- [YOUR GOAL] Find every line in the records that holds the string "docs". Copy each one.

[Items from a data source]
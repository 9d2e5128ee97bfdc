//! Argument sanitization for approvals and event payloads.
//!
//! The same sanitized form feeds approval requests,
//! `tool_call_requested`, and `llm_response_delta(tool_calls)` so one
//! parameter never shows up with different shapes across the audit
//! trail. Secrets are replaced with `<redacted>`, large payloads with
//! `{bytes, content_sha256}` descriptors, and `env` maps with their
//! sorted key lists.

use serde_json::{Map, Value};
use sha2::{Digest, Sha256};

use relay_domain::skill::SkillResolver;

pub const REDACTED: &str = "<redacted>";

/// Tools treated as shell-family for sanitization and policy.
pub const SHELL_FAMILY: &[&str] = &["shell_exec", "exec_command", "shell", "shell_command"];

/// Tools whose payload content is replaced by a content descriptor.
pub const CONTENT_FAMILY: &[&str] = &["file_write", "write_stdin", "apply_patch"];

/// Replace every known secret value (length ≥ 4 after trimming) in `text`.
pub fn redact_text(text: &str, redaction_values: &[String]) -> String {
    let mut out = text.to_owned();
    for value in redaction_values {
        let v = value.trim();
        if v.len() < 4 {
            continue;
        }
        out = out.replace(v, REDACTED);
    }
    out
}

/// Recursively sanitize event data: redact secret substrings and replace
/// any `env` object with its sorted `env_keys` list. Structure is
/// otherwise preserved for debuggability.
pub fn redact_event_data(value: &Value, redaction_values: &[String]) -> Value {
    match value {
        Value::String(s) => Value::String(redact_text(s, redaction_values)),
        Value::Array(items) => Value::Array(
            items
                .iter()
                .map(|v| redact_event_data(v, redaction_values))
                .collect(),
        ),
        Value::Object(map) => {
            let mut out = Map::new();
            for (key, val) in map {
                if key == "env" {
                    if let Value::Object(env) = val {
                        out.insert("env_keys".into(), env_keys(env));
                        continue;
                    }
                }
                out.insert(key.clone(), redact_event_data(val, redaction_values));
            }
            Value::Object(out)
        }
        other => other.clone(),
    }
}

fn env_keys(env: &Map<String, Value>) -> Value {
    let mut keys: Vec<&String> = env.keys().collect();
    keys.sort();
    Value::Array(keys.into_iter().map(|k| Value::String(k.clone())).collect())
}

/// `{bytes, content_sha256}` descriptor for a payload string.
pub fn content_descriptor(content: &str) -> Value {
    let digest = Sha256::digest(content.as_bytes());
    serde_json::json!({
        "bytes": content.len(),
        "content_sha256": hex::encode(digest),
    })
}

/// File paths named by an apply_patch envelope
/// (`*** Add File:` / `*** Update File:` / `*** Delete File:` headers).
pub fn extract_patch_file_paths(patch: &str) -> Vec<String> {
    let mut paths = Vec::new();
    for line in patch.lines() {
        let line = line.trim();
        for header in ["*** Add File:", "*** Update File:", "*** Delete File:"] {
            if let Some(rest) = line.strip_prefix(header) {
                let path = rest.trim();
                if !path.is_empty() {
                    paths.push(path.to_owned());
                }
            }
        }
    }
    paths
}

fn sanitize_shell_args(args: &Value) -> Value {
    let mut out = Map::new();
    if let Value::Object(map) = args {
        for key in [
            "argv",
            "cwd",
            "timeout_ms",
            "sandbox",
            "sandbox_permissions",
            "justification",
        ] {
            if let Some(v) = map.get(key) {
                out.insert(key.into(), v.clone());
            }
        }
        if let Some(Value::Object(env)) = map.get("env") {
            out.insert("env_keys".into(), env_keys(env));
        }
    }
    Value::Object(out)
}

fn sanitize_content_args(tool: &str, args: &Value) -> Value {
    let Value::Object(map) = args else {
        return Value::Object(Map::new());
    };
    let mut out = Map::new();
    for (key, val) in map {
        match (key.as_str(), val) {
            ("content" | "chars" | "input", Value::String(s)) => {
                out.insert(key.clone(), content_descriptor(s));
                if tool == "apply_patch" {
                    let paths = extract_patch_file_paths(s);
                    if !paths.is_empty() {
                        out.insert(
                            "file_paths".into(),
                            Value::Array(paths.into_iter().map(Value::String).collect()),
                        );
                    }
                }
            }
            ("env", Value::Object(env)) => {
                out.insert("env_keys".into(), env_keys(env));
            }
            _ => {
                out.insert(key.clone(), val.clone());
            }
        }
    }
    Value::Object(out)
}

fn sanitize_skill_exec_args(args: &Value, skills: Option<&dyn SkillResolver>) -> Value {
    let mention = args
        .get("mention")
        .and_then(|v| v.as_str())
        .unwrap_or_default();
    let action = args
        .get("action")
        .and_then(|v| v.as_str())
        .unwrap_or_default();

    if let Some(resolution) = skills.and_then(|s| s.resolve_exec(mention, action)) {
        return serde_json::json!({
            "mention": mention,
            "action": action,
            "argv": resolution.argv,
            "cwd": resolution.cwd,
            "env_keys": resolution.env_keys,
            "bundle_root": resolution.bundle_root,
            "bundle_sha256": resolution.bundle_sha256,
        });
    }

    // Stable structural subset when no resolver is available.
    serde_json::json!({
        "mention": mention,
        "action": action,
        "argv": [],
    })
}

/// Sanitized representation of a tool call's arguments for events and
/// approvals. Real execution arguments are untouched.
pub fn sanitize_tool_call_arguments(
    tool: &str,
    args: &Value,
    redaction_values: &[String],
    skills: Option<&dyn SkillResolver>,
) -> Value {
    if SHELL_FAMILY.contains(&tool) {
        return sanitize_shell_args(args);
    }
    if CONTENT_FAMILY.contains(&tool) {
        return sanitize_content_args(tool, args);
    }
    if tool == "skill_exec" {
        return sanitize_skill_exec_args(args, skills);
    }
    redact_event_data(args, redaction_values)
}

/// Human-readable approval summary for a sanitized request.
pub fn approval_summary(tool: &str, request: &Value) -> String {
    let command = request
        .get("argv")
        .and_then(|v| v.as_array())
        .filter(|a| !a.is_empty())
        .map(|a| {
            a.iter()
                .map(|v| v.as_str().unwrap_or_default().to_owned())
                .collect::<Vec<_>>()
                .join(" ")
        });
    match command {
        Some(cmd) => format!("Authorize {tool}: {cmd}"),
        None => match request.get("path").and_then(|v| v.as_str()) {
            Some(path) => format!("Authorize {tool}: {path}"),
            None => format!("Authorize {tool}"),
        },
    }
}

#[cfg(test)]
mod tests {
    use super::*;
    use relay_domain::skill::{ResolvedSkill, SkillExecResolution};

    #[test]
    fn redact_text_skips_short_values() {
        let values = vec!["abc".into(), "secret-token".into()];
        let out = redact_text("abc secret-token abc", &values);
        assert_eq!(out, "abc <redacted> abc");
    }

    #[test]
    fn env_map_becomes_sorted_env_keys() {
        let args = serde_json::json!({"env": {"Z_VAR": "v1", "A_VAR": "v2"}, "other": 1});
        let out = redact_event_data(&args, &[]);
        assert_eq!(out["env_keys"], serde_json::json!(["A_VAR", "Z_VAR"]));
        assert!(out.get("env").is_none());
    }

    #[test]
    fn nested_secret_values_are_redacted() {
        let values = vec!["hunter2000".into()];
        let args = serde_json::json!({"note": ["the key is hunter2000"], "n": 5});
        let out = redact_event_data(&args, &values);
        assert_eq!(out["note"][0], "the key is <redacted>");
        assert_eq!(out["n"], 5);
    }

    #[test]
    fn shell_args_keep_structural_fields_only() {
        let args = serde_json::json!({
            "argv": ["echo", "hi"],
            "cwd": "/tmp",
            "timeout_ms": 1000,
            "env": {"TOKEN": "super-secret"},
            "stray": "dropped",
        });
        let out = sanitize_tool_call_arguments("shell_exec", &args, &[], None);
        assert_eq!(out["argv"], serde_json::json!(["echo", "hi"]));
        assert_eq!(out["env_keys"], serde_json::json!(["TOKEN"]));
        assert!(out.get("env").is_none());
        assert!(out.get("stray").is_none());
    }

    #[test]
    fn file_write_content_becomes_descriptor() {
        let args = serde_json::json!({"path": "hello.txt", "content": "hi", "create_dirs": true});
        let out = sanitize_tool_call_arguments("file_write", &args, &[], None);
        assert_eq!(out["path"], "hello.txt");
        assert_eq!(out["content"]["bytes"], 2);
        let sha = out["content"]["content_sha256"].as_str().unwrap();
        assert_eq!(sha.len(), 64);
        // sha256("hi")
        assert_eq!(
            sha,
            "8f434346648f6b96df89dda901c5176b10a6d83961dd3c1ac88b59b2dc327aa4"
        );
    }

    #[test]
    fn apply_patch_extracts_file_paths() {
        let patch = "*** Begin Patch\n*** Update File: src/main.rs\n@@\n-a\n+b\n*** Add File: docs/new.md\n*** End Patch";
        let args = serde_json::json!({"input": patch});
        let out = sanitize_tool_call_arguments("apply_patch", &args, &[], None);
        assert_eq!(
            out["file_paths"],
            serde_json::json!(["src/main.rs", "docs/new.md"])
        );
        assert!(out["input"]["content_sha256"].is_string());
    }

    struct FakeResolver {
        sha: &'static str,
    }

    impl SkillResolver for FakeResolver {
        fn resolve_mentions(&self, _text: &str) -> Vec<ResolvedSkill> {
            Vec::new()
        }

        fn resolve_exec(&self, mention: &str, action: &str) -> Option<SkillExecResolution> {
            Some(SkillExecResolution {
                argv: vec!["python3".into(), format!("{mention}/{action}.py")],
                cwd: Some("/bundles/b1".into()),
                env_keys: vec!["NOTION_TOKEN".into()],
                bundle_root: "/bundles/b1".into(),
                bundle_sha256: self.sha.into(),
            })
        }
    }

    #[test]
    fn skill_exec_resolves_bundle_binding() {
        let resolver = FakeResolver { sha: "aa11" };
        let args = serde_json::json!({"mention": "$skills/notion", "action": "sync", "env": {"NOTION_TOKEN": "v"}});
        let out = sanitize_tool_call_arguments("skill_exec", &args, &[], Some(&resolver));
        assert_eq!(out["bundle_sha256"], "aa11");
        assert_eq!(out["env_keys"], serde_json::json!(["NOTION_TOKEN"]));
        assert!(out.get("env").is_none());
    }

    #[test]
    fn skill_exec_without_resolver_is_structural() {
        let args = serde_json::json!({"mention": "$skills/notion", "action": "sync"});
        let out = sanitize_tool_call_arguments("skill_exec", &args, &[], None);
        assert_eq!(out["argv"], serde_json::json!([]));
        assert_eq!(out["mention"], "$skills/notion");
    }

    #[test]
    fn summary_prefers_argv_then_path() {
        let shell = serde_json::json!({"argv": ["echo", "hi"]});
        assert_eq!(approval_summary("shell_exec", &shell), "Authorize shell_exec: echo hi");
        let file = serde_json::json!({"path": "a.txt"});
        assert_eq!(approval_summary("file_write", &file), "Authorize file_write: a.txt");
    }
}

- [ANSWER]
        let patch = "*** Begin Patch\n*** Update File: src/main.rs\n@@\n-a\n+b\n*** Add File: docs/new.md\n*** End Patch";
            serde_json::json!(["src/main.rs", "docs/new.md"])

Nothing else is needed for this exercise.